■ EXERCISE
Reproduce the lines of the listing exactly, beginning at the top, until the line with "ties by first-seen" has been reproduced too.

■ PROVIDED DATA
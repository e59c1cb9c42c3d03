//! Profile analysis: metrics and clustering over a [`TraitManifold`].
//!
//! The analyzer borrows a manifold and never mutates it. Every ranking
//! sorts by strength (or count) descending and breaks ties by first-seen
//! order, so identical response sequences produce identical profiles.

mod latent;

use hashbrown::HashSet;

use crate::config::ProfileConfig;
use crate::manifold::{PairKey, TraitManifold};
use crate::model::*;
use latent::ClusterParams;

// ============================================================================
// ProfileAnalyzer
// ============================================================================

/// Read-only analysis pass over one session's manifold.
#[derive(Debug, Clone)]
pub struct ProfileAnalyzer<'m> {
    manifold: &'m TraitManifold,
    config: ProfileConfig,
}

impl<'m> ProfileAnalyzer<'m> {
    /// Analyzer with the default [`ProfileConfig`].
    pub fn new(manifold: &'m TraitManifold) -> Self {
        Self::with_config(manifold, ProfileConfig::default())
    }

    pub fn with_config(manifold: &'m TraitManifold, config: ProfileConfig) -> Self {
        Self { manifold, config }
    }

    pub fn manifold(&self) -> &TraitManifold {
        self.manifold
    }

    pub fn config(&self) -> &ProfileConfig {
        &self.config
    }

    // ========================================================================
    // Rankings
    // ========================================================================

    /// Top `top_n` traits by total strength.
    pub fn dominant_traits(&self, top_n: usize) -> Vec<TraitStrength> {
        let mut ranked = self.all_traits();
        ranked.truncate(top_n);
        ranked
    }

    /// Every activated trait, strongest first.
    pub fn all_traits(&self) -> Vec<TraitStrength> {
        rank(
            self.manifold
                .traits()
                .iter()
                .map(|t| TraitStrength::new(t.clone(), self.manifold.total_strength(t.as_str())))
                .collect(),
        )
    }

    /// Top traits over activations whose context intersects `context`.
    ///
    /// Traits with no matching activation are left out.
    pub fn contextual_dominant_traits(&self, context: SituationalContext, top_n: usize) -> Vec<TraitStrength> {
        let mut ranked = self.contextual_traits(context);
        ranked.truncate(top_n);
        ranked
    }

    fn contextual_traits(&self, context: SituationalContext) -> Vec<TraitStrength> {
        rank(
            self.manifold
                .traits()
                .iter()
                .filter_map(|t| {
                    let mut matched = false;
                    let strength: f64 = self.manifold
                        .activations(t.as_str())
                        .iter()
                        .filter(|a| a.context.intersects(context))
                        .inspect(|_| matched = true)
                        .map(|a| a.strength)
                        .sum();
                    matched.then(|| TraitStrength::new(t.clone(), strength))
                })
                .collect(),
        )
    }

    /// Observed pairs ranked by raw count (not probability).
    pub fn co_activation_patterns(&self, top_n: usize) -> Vec<CoActivationPattern> {
        let mut patterns: Vec<CoActivationPattern> = self.manifold
            .pairs()
            .filter(|(_, count)| *count > 0)
            .map(|(key, count)| CoActivationPattern {
                trait_1: key.first().clone(),
                trait_2: key.second().clone(),
                count,
                probability: self.manifold.co_activation_probability(
                    key.first().as_str(),
                    key.second().as_str(),
                ),
            })
            .collect();
        patterns.sort_by(|a, b| b.count.cmp(&a.count));
        patterns.truncate(top_n);
        patterns
    }

    // ========================================================================
    // Metrics
    // ========================================================================

    /// Distinct traits with at least one activation.
    pub fn trait_diversity(&self) -> usize {
        self.manifold
            .traits()
            .iter()
            .filter(|t| self.manifold.activation_count(t.as_str()) > 0)
            .count()
    }

    /// Mean over traits of the population variance of each trait's
    /// strength across context buckets. 0 with fewer than two buckets.
    pub fn context_variance(&self) -> f64 {
        let contexts = self.manifold.contexts();
        let traits = self.manifold.traits();
        if contexts.len() < 2 || traits.is_empty() {
            return 0.0;
        }

        let total: f64 = traits
            .iter()
            .map(|t| {
                let values: Vec<f64> = contexts
                    .iter()
                    .map(|c| self.manifold.contextual_strength(t.as_str(), *c))
                    .collect();
                population_variance(&values)
            })
            .sum();
        total / traits.len() as f64
    }

    /// Mean co-occurrence count over opposite pairs that were observed.
    pub fn contradiction_tolerance(&self) -> f64 {
        let observed = self.observed_opposites();
        if observed.is_empty() {
            return 0.0;
        }
        let total: u32 = observed.iter().map(|(_, count)| count).sum();
        f64::from(total) / observed.len() as f64
    }

    /// Count-weighted mean of `sqrt(S(a) * S(b))` over observed opposite pairs.
    pub fn tension(&self) -> f64 {
        let observed = self.observed_opposites();
        let total_count: u32 = observed.iter().map(|(_, count)| count).sum();
        if total_count == 0 {
            return 0.0;
        }

        let weighted: f64 = observed
            .iter()
            .map(|(key, count)| {
                let product = self.manifold.total_strength(key.first().as_str())
                    * self.manifold.total_strength(key.second().as_str());
                product.max(0.0).sqrt() * f64::from(*count)
            })
            .sum();
        weighted / f64::from(total_count)
    }

    /// Opposite pairs with a non-zero count, each unordered pair once.
    fn observed_opposites(&self) -> Vec<(PairKey, u32)> {
        let mut seen = HashSet::new();
        self.config
            .opposite_pairs
            .iter()
            .filter_map(|(a, b)| PairKey::new(a, b))
            .filter(|key| seen.insert(key.clone()))
            .filter_map(|key| {
                let count = self.manifold.co_occurrence(key.first().as_str(), key.second().as_str());
                (count > 0).then_some((key, count))
            })
            .collect()
    }

    // ========================================================================
    // Latent traits
    // ========================================================================

    /// Cluster co-activating traits, using the configured cap and branching.
    pub fn discover_latent_traits(&self, min_cluster_size: usize, min_co_activation: f64) -> Vec<LatentTrait> {
        latent::discover(
            self.manifold,
            &self.all_traits(),
            ClusterParams {
                min_size: min_cluster_size,
                min_co_activation,
                max_size: self.config.max_cluster_size,
                max_branching: self.config.max_branching,
            },
        )
    }

    /// [`discover_latent_traits`](Self::discover_latent_traits) with the
    /// configured thresholds.
    pub fn latent_traits(&self) -> Vec<LatentTrait> {
        self.discover_latent_traits(self.config.min_cluster_size, self.config.min_co_activation)
    }

    // ========================================================================
    // Profile
    // ========================================================================

    /// Assemble the immutable [`Profile`] snapshot.
    pub fn generate_profile(&self) -> Profile {
        let all_traits = self.all_traits();
        let top_n = self.config.top_n;

        let contextual_all: Vec<ContextualTraits> = SituationalContext::TAGS
            .into_iter()
            .map(|context| ContextualTraits { context, traits: self.contextual_traits(context) })
            .filter(|c| !c.traits.is_empty())
            .collect();
        let contextual_dominant = contextual_all
            .iter()
            .map(|c| ContextualTraits {
                context: c.context,
                traits: c.traits.iter().take(top_n).cloned().collect(),
            })
            .collect();

        let profile = Profile {
            dominant_traits: all_traits.iter().take(top_n).cloned().collect(),
            contextual_dominant,
            contextual_all,
            co_activation_patterns: self.co_activation_patterns(self.config.pattern_top_n),
            trait_diversity: self.trait_diversity(),
            context_variance: self.context_variance(),
            contradiction_tolerance: self.contradiction_tolerance(),
            tension: self.tension(),
            latent_traits: latent::discover(
                self.manifold,
                &all_traits,
                ClusterParams {
                    min_size: self.config.min_cluster_size,
                    min_co_activation: self.config.min_co_activation,
                    max_size: self.config.max_cluster_size,
                    max_branching: self.config.max_branching,
                },
            ),
            response_count: self.manifold.response_count(),
            all_traits,
        };

        tracing::debug!(
            responses = profile.response_count,
            diversity = profile.trait_diversity,
            latent = profile.latent_traits.len(),
            tension = profile.tension,
            "generated profile"
        );
        profile
    }
}

/// Stable sort, strongest first; equal strengths keep input order.
fn rank(mut traits: Vec<TraitStrength>) -> Vec<TraitStrength> {
    traits.sort_by(|a, b| b.strength.total_cmp(&a.strength));
    traits
}

fn population_variance(values: &[f64]) -> f64 {
    if values.is_empty() {
        return 0.0;
    }
    let n = values.len() as f64;
    let mean = values.iter().sum::<f64>() / n;
    values.iter().map(|v| (v - mean).powi(2)).sum::<f64>() / n
}

// ============================================================================
// Tests
// ============================================================================
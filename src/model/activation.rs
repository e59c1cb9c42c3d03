//! Activation: one trait's weighted firing from a single answered question.

use serde::{Deserialize, Serialize};
use super::{SituationalContext, TraitId};

/// A single trait activation. Created by the manifold, never mutated.
#[derive(Debug, Clone, PartialEq, Serialize, Deserialize)]
pub struct Activation {
    pub trait_id: TraitId,
    /// Expected in `[0, 1]`; not enforced.
    pub strength: f64,
    pub context: SituationalContext,
}

impl Activation {
    pub(crate) fn new(trait_id: TraitId, strength: f64, context: SituationalContext) -> Self {
        Self { trait_id, strength, context }
    }
}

■ SOLUTION TO THIS EXERCISE
repository e59c1cb9c42c3d03
//! Profile analysis: metrics and clustering over a [`TraitManifold`].
//!
//! The analyzer borrows a manifold and never mutates it. Every ranking
//! sorts by strength (or count) descending and breaks ties by first-seen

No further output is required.